Instructions for the task
From the entries below, return every line that includes the word "choices".

Stored items

※ ※ ※

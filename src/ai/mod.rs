// SPDX-License-Identifier: Apache-2.0

//! OpenAI client for extracting issue proposals from free-form text.
//!
//! Sends one chat completion request with a fixed extraction instruction and
//! `json_object` response format, and parses the structured result. No retry
//! logic - a failure is reported to the caller.

pub mod types;

use std::time::Duration;

use anyhow::{Context, Result};
use reqwest::Client;
use secrecy::{ExposeSecret, SecretString};
use tracing::{debug, instrument};

use crate::error::CliError;
use types::{
    ChatCompletionRequest, ChatCompletionResponse, ChatMessage, ExtractionResponse, IssueProposal,
    ResponseFormat,
};

/// OpenAI chat completions endpoint.
pub const OPENAI_API_URL: &str = "https://api.openai.com/v1/chat/completions";

/// Model used for issue extraction.
pub const EXTRACTION_MODEL: &str = "gpt-4o";

/// Request timeout for the completion call.
const REQUEST_TIMEOUT: Duration = Duration::from_secs(30);

/// OpenAI API client for issue extraction.
///
/// Holds the HTTP client and API key for the single request a run makes.
pub struct OpenAiClient {
    /// HTTP client with configured timeout.
    http: Client,
    /// API key for bearer authentication.
    api_key: SecretString,
}

impl OpenAiClient {
    /// Creates a new client with the given API key.
    pub fn new(api_key: SecretString) -> Result<Self> {
        let http = Client::builder()
            .timeout(REQUEST_TIMEOUT)
            .build()
            .context("Failed to create HTTP client")?;

        Ok(Self { http, api_key })
    }

    /// Extracts issue proposals from free-form text.
    ///
    /// # Errors
    ///
    /// Returns [`CliError::Ai`] on a non-success HTTP status,
    /// [`CliError::Network`] on transport failure, and
    /// [`CliError::InvalidAiResponse`] when the content is not the
    /// expected JSON shape.
    #[instrument(skip_all, fields(text_len = text.len()))]
    pub async fn extract_issues(&self, text: &str) -> Result<Vec<IssueProposal>> {
        let request = build_extraction_request(text);
        debug!(model = %request.model, "Calling OpenAI API");

        let response = self
            .http
            .post(OPENAI_API_URL)
            .header(
                "Authorization",
                format!("Bearer {}", self.api_key.expose_secret()),
            )
            .json(&request)
            .send()
            .await
            .map_err(CliError::Network)?;

        let status = response.status();
        if !status.is_success() {
            let error_body = response.text().await.unwrap_or_default();
            return Err(CliError::Ai {
                message: if error_body.is_empty() {
                    "request failed".to_string()
                } else {
                    error_body
                },
                status: Some(status.as_u16()),
            }
            .into());
        }

        let completion: ChatCompletionResponse = response
            .json()
            .await
            .context("Failed to parse OpenAI API response")?;

        let content = completion
            .choices
            .first()
            .map(|choice| choice.message.content.as_str())
            .ok_or_else(|| CliError::Ai {
                message: "response contained no choices".to_string(),
                status: None,
            })?;

        let proposals = parse_extraction(content)?;
        debug!(count = proposals.len(), "Extracted issue proposals");
        Ok(proposals)
    }
}

/// Builds the chat completion request for issue extraction.
fn build_extraction_request(text: &str) -> ChatCompletionRequest {
    ChatCompletionRequest {
        model: EXTRACTION_MODEL.to_string(),
        messages: vec![
            ChatMessage {
                role: "system".to_string(),
                content: build_system_prompt(),
            },
            ChatMessage {
                role: "user".to_string(),
                content: format!("Convert the following text to Linear issues: {text}"),
            },
        ],
        response_format: Some(ResponseFormat {
            format_type: "json_object".to_string(),
        }),
    }
}

/// Builds the system prompt fixing the output schema.
fn build_system_prompt() -> String {
    "You extract actionable issues from free-form text. \
     Respond with a JSON object of the shape \
     {\"issues\": [{\"title\": string, \"description\": string}]}. \
     Each issue gets a short imperative title and a description expanding on it. \
     Return only the JSON object."
        .to_string()
}

/// Parses the message content into issue proposals.
fn parse_extraction(content: &str) -> Result<Vec<IssueProposal>> {
    let extraction: ExtractionResponse =
        serde_json::from_str(content).map_err(CliError::InvalidAiResponse)?;
    Ok(extraction.issues)
}

#[cfg(test)]
mod tests {
    use super::*;

    #[test]
    fn test_build_extraction_request_embeds_text() {
        let request = build_extraction_request("Fix login bug and add dark mode");

        assert_eq!(request.model, EXTRACTION_MODEL);
        assert_eq!(request.messages.len(), 2);
        assert_eq!(request.messages[0].role, "system");
        assert_eq!(request.messages[1].role, "user");
        assert!(
            request.messages[1]
                .content
                .contains("Fix login bug and add dark mode")
        );
        assert_eq!(
            request.response_format.as_ref().map(|f| f.format_type.as_str()),
            Some("json_object")
        );
    }

    #[test]
    fn test_system_prompt_fixes_schema() {
        let prompt = build_system_prompt();
        assert!(prompt.contains("\"issues\""));
        assert!(prompt.contains("\"title\""));
        assert!(prompt.contains("\"description\""));
    }

    #[test]
    fn test_parse_extraction_valid() {
        let content = r#"{"issues": [{"title": "t", "description": "d"}]}"#;
        let proposals = parse_extraction(content).expect("parse");

        assert_eq!(proposals.len(), 1);
        assert_eq!(proposals[0].title, "t");
    }

    #[test]
    fn test_parse_extraction_empty_list() {
        let proposals = parse_extraction(r#"{"issues": []}"#).expect("parse");
        assert!(proposals.is_empty());
    }

    #[test]
    fn test_parse_extraction_invalid_shape() {
        let result = parse_extraction(r#"{"items": []}"#);
        let err = result.expect_err("should fail");
        assert!(matches!(
            err.downcast_ref::<CliError>(),
            Some(CliError::InvalidAiResponse(_))
        ));
    }

    #[test]
    fn test_parse_extraction_not_json() {
        assert!(parse_extraction("sure, here are the issues:").is_err());
    }
}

※ ※ ※

Solution
            .choices
                message: "response contained no choices".to_string(),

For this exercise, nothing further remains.